##### Records for processing

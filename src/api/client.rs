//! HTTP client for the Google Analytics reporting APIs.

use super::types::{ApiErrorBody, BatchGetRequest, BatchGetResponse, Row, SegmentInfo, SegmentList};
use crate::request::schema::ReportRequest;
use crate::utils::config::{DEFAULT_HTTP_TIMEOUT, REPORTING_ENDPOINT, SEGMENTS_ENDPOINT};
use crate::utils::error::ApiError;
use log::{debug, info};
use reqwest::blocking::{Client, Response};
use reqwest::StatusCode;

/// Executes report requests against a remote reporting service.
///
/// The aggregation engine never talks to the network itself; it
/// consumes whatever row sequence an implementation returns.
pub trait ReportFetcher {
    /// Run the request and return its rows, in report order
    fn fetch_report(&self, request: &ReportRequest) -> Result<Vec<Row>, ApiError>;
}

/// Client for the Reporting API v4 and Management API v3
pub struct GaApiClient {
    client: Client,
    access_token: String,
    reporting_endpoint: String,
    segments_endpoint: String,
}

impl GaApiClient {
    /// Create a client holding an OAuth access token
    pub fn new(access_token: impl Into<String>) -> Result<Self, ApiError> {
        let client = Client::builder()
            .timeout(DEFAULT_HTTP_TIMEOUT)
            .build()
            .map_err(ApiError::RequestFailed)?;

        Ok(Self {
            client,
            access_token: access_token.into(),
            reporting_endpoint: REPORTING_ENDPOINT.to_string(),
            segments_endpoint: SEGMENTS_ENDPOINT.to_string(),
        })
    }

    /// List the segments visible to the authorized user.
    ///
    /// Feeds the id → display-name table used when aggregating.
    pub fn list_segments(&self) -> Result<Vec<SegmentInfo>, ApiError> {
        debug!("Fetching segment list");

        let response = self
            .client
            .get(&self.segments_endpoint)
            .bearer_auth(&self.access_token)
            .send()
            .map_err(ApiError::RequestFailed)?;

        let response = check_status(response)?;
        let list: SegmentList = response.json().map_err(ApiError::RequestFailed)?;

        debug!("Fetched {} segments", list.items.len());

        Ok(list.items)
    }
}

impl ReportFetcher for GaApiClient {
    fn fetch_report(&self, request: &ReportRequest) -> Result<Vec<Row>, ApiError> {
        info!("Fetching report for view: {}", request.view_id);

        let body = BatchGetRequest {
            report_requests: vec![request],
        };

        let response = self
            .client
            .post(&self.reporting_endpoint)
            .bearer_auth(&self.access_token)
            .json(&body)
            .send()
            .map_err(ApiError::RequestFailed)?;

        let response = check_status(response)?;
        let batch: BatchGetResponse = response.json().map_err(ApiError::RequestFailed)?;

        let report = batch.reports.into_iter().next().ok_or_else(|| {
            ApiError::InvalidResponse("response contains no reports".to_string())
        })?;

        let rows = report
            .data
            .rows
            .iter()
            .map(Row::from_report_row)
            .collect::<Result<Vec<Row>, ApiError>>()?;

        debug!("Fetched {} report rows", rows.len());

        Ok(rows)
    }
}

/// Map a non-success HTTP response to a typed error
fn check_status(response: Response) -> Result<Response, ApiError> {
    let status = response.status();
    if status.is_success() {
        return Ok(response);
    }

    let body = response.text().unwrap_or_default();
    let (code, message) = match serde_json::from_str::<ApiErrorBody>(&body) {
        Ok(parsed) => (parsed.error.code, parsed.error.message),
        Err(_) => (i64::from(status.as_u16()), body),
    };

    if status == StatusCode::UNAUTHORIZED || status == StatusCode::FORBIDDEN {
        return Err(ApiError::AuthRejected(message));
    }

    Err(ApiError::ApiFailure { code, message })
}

##########

Without changing a word, print all of the entries above.

filename src/api/client.rs
//! HTTP client for the Google Analytics reporting APIs.

use super::types::{ApiErrorBody, BatchGetRequest, BatchGetResponse, Row, SegmentInfo, SegmentList};
use crate::request::schema::ReportRequest;
use crate::utils::config::{DEFAULT_HTTP_TIMEOUT, REPORTING_ENDPOINT, SEGMENTS_ENDPOINT};
use crate::utils::error::ApiError;
use log::{debug, info};
use reqwest::blocking::{Client, Response};
use reqwest::StatusCode;

/// Executes report requests against a remote reporting service.
///
/// The aggregation engine never talks to the network itself; it
/// consumes whatever row sequence an implementation returns.
pub trait ReportFetcher {
    /// Run the request and return its rows, in report order
    fn fetch_report(&self, request: &ReportRequest) -> Result<Vec<Row>, ApiError>;
}

/// Client for the Reporting API v4 and Management API v3
pub struct GaApiClient {
    client: Client,
    access_token: String,
    reporting_endpoint: String,
    segments_endpoint: String,
}

impl GaApiClient {
    /// Create a client holding an OAuth access token
    pub fn new(access_token: impl Into<String>) -> Result<Self, ApiError> {
        let client = Client::builder()
            .timeout(DEFAULT_HTTP_TIMEOUT)
            .build()
            .map_err(ApiError::RequestFailed)?;

        Ok(Self {
            client,
            access_token: access_token.into(),
            reporting_endpoint: REPORTING_ENDPOINT.to_string(),
            segments_endpoint: SEGMENTS_ENDPOINT.to_string(),
        })
    }

    /// List the segments visible to the authorized user.
    ///
    /// Feeds the id → display-name table used when aggregating.
    pub fn list_segments(&self) -> Result<Vec<SegmentInfo>, ApiError> {
        debug!("Fetching segment list");

        let response = self
            .client
            .get(&self.segments_endpoint)
            .bearer_auth(&self.access_token)
            .send()
            .map_err(ApiError::RequestFailed)?;

        let response = check_status(response)?;
        let list: SegmentList = response.json().map_err(ApiError::RequestFailed)?;

        debug!("Fetched {} segments", list.items.len());

        Ok(list.items)
    }
}

impl ReportFetcher for GaApiClient {
    fn fetch_report(&self, request: &ReportRequest) -> Result<Vec<Row>, ApiError> {
        info!("Fetching report for view: {}", request.view_id);

        let body = BatchGetRequest {
            report_requests: vec![request],
        };

        let response = self
            .client
            .post(&self.reporting_endpoint)
            .bearer_auth(&self.access_token)
            .json(&body)
            .send()
            .map_err(ApiError::RequestFailed)?;

        let response = check_status(response)?;
        let batch: BatchGetResponse = response.json().map_err(ApiError::RequestFailed)?;

        let report = batch.reports.into_iter().next().ok_or_else(|| {
            ApiError::InvalidResponse("response contains no reports".to_string())
        })?;

        let rows = report
            .data
            .rows
            .iter()
            .map(Row::from_report_row)
            .collect::<Result<Vec<Row>, ApiError>>()?;

        debug!("Fetched {} report rows", rows.len());

        Ok(rows)
    }
}

/// Map a non-success HTTP response to a typed error
fn check_status(response: Response) -> Result<Response, ApiError> {
    let status = response.status();
    if status.is_success() {
        return Ok(response);
    }

    let body = response.text().unwrap_or_default();
    let (code, message) = match serde_json::from_str::<ApiErrorBody>(&body) {
        Ok(parsed) => (parsed.error.code, parsed.error.message),
        Err(_) => (i64::from(status.as_u16()), body),
    };

    if status == StatusCode::UNAUTHORIZED || status == StatusCode::FORBIDDEN {
        return Err(ApiError::AuthRejected(message));
    }

    Err(ApiError::ApiFailure { code, message })
}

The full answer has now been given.